*** Data for this task ***

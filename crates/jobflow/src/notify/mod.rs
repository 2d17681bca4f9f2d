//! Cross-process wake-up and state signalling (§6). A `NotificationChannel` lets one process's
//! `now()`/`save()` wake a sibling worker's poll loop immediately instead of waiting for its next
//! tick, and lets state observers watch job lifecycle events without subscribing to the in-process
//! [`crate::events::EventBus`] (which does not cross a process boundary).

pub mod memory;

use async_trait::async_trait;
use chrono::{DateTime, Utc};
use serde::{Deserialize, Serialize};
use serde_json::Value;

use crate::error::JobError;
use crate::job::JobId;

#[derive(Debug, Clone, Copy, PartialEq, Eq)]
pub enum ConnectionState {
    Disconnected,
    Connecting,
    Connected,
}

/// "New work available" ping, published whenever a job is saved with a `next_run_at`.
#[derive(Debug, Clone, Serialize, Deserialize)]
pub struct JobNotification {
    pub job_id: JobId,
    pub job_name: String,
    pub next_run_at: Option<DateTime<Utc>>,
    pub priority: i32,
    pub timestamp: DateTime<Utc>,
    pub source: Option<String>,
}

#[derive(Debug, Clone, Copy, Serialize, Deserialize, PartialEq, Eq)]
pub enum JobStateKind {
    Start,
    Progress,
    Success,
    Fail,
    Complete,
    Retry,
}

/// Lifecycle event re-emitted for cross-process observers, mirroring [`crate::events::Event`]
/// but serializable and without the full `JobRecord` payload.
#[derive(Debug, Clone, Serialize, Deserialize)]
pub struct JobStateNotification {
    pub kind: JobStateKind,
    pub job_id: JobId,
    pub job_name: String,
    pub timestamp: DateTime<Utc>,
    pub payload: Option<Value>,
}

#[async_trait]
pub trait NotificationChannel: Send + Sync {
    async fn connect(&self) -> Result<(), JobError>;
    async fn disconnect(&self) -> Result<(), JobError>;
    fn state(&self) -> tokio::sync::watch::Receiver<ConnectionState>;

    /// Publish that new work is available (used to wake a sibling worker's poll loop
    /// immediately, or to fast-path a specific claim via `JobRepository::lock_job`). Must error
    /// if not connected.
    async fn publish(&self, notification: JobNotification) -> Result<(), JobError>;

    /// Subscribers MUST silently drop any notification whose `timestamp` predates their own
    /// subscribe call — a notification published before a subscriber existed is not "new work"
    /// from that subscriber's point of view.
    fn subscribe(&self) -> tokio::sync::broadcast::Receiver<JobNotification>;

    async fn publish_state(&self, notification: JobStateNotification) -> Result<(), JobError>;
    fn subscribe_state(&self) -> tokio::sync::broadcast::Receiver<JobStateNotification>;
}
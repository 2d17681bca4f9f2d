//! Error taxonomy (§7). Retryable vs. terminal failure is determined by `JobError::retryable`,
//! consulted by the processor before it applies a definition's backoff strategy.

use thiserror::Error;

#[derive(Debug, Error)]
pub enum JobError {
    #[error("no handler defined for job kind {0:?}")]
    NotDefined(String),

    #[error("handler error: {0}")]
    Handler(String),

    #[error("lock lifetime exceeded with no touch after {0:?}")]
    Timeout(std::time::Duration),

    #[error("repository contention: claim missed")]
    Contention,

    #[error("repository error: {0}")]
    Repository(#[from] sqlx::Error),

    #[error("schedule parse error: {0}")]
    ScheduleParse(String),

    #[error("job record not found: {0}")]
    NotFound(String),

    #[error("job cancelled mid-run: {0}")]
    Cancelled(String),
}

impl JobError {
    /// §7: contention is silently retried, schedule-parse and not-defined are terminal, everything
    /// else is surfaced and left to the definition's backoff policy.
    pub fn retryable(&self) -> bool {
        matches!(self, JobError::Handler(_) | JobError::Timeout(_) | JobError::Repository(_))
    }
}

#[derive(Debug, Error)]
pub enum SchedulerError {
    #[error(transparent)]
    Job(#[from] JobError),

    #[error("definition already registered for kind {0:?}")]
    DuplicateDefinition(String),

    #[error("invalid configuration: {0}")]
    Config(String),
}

***
*** Data for this task ***

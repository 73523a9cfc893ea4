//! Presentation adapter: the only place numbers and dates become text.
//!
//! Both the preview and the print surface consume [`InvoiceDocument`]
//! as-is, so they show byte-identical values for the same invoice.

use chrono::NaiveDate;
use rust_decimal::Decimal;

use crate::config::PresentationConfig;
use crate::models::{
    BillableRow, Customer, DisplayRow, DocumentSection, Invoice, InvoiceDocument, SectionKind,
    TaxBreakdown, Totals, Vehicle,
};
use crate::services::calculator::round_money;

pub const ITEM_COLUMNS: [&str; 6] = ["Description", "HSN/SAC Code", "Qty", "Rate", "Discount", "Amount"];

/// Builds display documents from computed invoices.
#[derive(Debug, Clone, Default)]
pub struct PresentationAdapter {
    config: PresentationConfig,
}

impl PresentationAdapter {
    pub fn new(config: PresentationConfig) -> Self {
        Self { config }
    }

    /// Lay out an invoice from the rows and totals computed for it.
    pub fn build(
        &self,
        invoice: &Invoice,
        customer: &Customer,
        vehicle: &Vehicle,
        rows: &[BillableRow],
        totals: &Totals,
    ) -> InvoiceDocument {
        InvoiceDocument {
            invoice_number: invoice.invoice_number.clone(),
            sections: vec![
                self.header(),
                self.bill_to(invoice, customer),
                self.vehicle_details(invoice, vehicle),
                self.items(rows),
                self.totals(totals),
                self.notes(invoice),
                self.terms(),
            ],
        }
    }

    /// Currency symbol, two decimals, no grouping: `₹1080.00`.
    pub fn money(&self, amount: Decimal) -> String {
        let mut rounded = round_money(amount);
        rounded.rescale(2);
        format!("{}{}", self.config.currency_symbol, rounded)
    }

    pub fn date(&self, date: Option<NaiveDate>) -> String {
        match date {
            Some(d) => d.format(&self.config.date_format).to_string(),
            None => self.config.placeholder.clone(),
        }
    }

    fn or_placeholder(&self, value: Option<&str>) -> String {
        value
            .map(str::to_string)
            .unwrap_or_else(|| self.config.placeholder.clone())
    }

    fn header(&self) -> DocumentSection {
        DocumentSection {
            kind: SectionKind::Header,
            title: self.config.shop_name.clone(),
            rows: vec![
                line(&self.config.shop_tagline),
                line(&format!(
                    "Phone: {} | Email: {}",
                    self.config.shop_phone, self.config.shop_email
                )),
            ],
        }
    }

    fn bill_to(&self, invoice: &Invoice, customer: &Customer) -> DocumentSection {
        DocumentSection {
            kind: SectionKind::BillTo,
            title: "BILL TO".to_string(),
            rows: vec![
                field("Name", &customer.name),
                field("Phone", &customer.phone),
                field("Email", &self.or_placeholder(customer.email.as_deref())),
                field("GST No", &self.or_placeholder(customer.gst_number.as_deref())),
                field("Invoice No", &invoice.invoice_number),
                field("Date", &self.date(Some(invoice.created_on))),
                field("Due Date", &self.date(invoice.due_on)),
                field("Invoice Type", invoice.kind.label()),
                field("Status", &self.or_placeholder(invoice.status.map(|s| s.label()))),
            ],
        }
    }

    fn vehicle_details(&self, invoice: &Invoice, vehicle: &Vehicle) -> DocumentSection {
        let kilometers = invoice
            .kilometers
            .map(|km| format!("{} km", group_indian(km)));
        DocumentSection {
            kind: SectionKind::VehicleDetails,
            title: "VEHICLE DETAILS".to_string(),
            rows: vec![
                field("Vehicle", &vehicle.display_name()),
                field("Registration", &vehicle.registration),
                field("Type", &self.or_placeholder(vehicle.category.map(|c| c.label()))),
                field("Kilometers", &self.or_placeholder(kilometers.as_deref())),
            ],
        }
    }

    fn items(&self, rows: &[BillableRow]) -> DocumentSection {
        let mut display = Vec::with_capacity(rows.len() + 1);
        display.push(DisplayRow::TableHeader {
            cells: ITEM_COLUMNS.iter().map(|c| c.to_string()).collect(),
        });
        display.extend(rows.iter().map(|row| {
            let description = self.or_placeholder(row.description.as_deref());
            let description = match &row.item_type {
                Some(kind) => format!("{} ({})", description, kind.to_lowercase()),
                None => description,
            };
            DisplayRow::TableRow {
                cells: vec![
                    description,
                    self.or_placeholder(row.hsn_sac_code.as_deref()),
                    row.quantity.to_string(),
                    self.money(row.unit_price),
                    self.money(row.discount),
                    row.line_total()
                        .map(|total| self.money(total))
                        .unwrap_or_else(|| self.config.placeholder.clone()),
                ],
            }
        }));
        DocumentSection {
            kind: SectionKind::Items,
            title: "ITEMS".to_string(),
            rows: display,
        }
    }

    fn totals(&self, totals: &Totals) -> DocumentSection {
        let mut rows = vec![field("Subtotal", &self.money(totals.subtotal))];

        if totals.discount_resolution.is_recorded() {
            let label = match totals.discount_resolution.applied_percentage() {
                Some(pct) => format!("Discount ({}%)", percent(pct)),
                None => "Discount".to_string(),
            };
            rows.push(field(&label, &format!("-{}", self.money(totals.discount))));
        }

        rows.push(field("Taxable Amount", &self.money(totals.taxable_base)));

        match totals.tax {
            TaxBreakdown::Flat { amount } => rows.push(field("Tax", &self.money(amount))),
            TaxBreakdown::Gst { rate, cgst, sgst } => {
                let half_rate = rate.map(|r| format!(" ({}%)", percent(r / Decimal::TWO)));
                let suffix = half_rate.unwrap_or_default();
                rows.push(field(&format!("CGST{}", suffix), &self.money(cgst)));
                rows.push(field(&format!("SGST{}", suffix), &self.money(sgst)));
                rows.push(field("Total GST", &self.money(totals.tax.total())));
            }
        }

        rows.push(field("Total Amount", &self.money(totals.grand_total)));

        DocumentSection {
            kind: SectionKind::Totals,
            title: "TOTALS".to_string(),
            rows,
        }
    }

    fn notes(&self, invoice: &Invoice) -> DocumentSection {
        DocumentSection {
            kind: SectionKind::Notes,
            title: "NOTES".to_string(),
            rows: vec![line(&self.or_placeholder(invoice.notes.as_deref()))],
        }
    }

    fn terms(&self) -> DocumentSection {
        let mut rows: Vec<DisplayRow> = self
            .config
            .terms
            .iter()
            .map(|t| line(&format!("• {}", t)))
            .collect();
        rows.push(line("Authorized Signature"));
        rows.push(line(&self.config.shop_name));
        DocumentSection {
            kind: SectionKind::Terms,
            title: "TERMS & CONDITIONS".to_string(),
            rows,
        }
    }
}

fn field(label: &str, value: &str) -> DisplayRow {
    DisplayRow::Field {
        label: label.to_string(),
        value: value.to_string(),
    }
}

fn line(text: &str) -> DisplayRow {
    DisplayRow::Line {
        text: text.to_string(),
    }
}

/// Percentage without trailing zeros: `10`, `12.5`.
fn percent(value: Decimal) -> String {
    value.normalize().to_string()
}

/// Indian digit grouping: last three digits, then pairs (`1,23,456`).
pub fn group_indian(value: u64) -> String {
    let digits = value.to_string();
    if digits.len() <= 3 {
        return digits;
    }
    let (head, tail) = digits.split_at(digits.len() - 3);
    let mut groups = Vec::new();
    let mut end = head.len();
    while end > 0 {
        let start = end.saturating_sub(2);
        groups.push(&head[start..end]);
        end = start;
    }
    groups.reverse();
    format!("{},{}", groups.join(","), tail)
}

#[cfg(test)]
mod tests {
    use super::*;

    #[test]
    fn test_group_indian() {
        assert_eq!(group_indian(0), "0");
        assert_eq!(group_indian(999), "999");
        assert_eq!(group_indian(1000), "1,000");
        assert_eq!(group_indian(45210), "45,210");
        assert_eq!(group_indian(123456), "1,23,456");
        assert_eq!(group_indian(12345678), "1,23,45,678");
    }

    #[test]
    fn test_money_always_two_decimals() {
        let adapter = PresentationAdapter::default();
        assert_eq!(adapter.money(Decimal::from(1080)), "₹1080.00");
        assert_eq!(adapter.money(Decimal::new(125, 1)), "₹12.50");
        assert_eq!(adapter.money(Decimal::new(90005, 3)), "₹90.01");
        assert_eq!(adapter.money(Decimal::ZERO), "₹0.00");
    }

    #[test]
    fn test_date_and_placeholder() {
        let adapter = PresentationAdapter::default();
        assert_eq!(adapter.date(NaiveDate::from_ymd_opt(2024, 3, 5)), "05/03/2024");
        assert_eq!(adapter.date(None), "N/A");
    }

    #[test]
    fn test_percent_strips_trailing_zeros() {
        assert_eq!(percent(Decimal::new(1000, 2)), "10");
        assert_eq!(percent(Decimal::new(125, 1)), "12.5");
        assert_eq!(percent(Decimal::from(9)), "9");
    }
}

***
*** Data for this task ***

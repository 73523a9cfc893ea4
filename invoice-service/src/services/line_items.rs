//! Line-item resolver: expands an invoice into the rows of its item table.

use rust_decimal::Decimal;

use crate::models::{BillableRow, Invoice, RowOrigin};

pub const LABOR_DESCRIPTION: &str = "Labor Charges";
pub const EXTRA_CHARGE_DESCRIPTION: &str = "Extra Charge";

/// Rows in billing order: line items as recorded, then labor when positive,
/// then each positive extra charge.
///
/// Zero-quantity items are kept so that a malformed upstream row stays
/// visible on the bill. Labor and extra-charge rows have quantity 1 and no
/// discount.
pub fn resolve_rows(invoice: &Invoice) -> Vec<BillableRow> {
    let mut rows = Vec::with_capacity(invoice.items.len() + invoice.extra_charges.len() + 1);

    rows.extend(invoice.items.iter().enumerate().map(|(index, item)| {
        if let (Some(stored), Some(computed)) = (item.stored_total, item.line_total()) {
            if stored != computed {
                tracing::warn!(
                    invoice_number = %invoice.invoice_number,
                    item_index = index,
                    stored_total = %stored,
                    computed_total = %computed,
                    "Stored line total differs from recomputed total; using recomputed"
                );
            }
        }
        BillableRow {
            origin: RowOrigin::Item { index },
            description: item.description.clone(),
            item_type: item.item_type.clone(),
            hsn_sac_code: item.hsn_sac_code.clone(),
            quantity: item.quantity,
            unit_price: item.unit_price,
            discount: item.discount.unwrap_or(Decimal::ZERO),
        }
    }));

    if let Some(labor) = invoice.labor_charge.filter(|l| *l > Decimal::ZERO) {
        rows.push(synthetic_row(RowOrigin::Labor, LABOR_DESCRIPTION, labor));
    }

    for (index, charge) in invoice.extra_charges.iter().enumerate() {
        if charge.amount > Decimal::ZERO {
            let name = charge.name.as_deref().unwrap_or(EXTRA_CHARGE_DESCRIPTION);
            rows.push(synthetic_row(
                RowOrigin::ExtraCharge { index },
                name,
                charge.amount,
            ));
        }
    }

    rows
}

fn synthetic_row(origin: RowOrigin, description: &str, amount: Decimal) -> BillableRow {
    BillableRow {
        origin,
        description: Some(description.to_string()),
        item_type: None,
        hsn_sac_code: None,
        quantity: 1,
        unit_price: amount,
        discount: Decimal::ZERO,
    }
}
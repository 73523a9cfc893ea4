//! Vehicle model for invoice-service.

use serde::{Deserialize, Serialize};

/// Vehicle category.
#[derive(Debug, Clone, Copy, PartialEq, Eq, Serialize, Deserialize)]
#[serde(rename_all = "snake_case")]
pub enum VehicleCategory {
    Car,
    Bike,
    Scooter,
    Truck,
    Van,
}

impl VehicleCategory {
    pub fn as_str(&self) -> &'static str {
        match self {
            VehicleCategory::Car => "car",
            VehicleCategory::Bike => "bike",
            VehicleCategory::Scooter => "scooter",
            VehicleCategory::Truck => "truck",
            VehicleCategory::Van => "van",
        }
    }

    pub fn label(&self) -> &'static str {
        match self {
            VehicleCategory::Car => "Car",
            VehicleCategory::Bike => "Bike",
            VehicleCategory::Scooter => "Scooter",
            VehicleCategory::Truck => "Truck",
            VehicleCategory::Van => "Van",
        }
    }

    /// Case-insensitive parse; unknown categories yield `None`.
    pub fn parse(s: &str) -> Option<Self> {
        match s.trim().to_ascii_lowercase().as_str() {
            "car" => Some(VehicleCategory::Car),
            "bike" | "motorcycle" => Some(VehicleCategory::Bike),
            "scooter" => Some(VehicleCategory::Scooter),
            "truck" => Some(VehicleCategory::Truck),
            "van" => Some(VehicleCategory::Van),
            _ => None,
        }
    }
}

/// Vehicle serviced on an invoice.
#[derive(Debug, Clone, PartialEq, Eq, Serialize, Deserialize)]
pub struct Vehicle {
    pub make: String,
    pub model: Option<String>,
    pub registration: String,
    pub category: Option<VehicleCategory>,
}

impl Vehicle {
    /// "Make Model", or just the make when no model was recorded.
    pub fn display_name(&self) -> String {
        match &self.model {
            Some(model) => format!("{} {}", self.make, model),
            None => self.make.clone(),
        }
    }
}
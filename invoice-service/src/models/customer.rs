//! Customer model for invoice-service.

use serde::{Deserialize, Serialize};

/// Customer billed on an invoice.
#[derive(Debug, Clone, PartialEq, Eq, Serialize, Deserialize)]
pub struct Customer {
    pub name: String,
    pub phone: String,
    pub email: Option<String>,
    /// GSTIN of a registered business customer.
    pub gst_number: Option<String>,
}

***

_Work instruction:_ Report only a number: how many lines in the material above contain the string "available".

_The answer:_ 2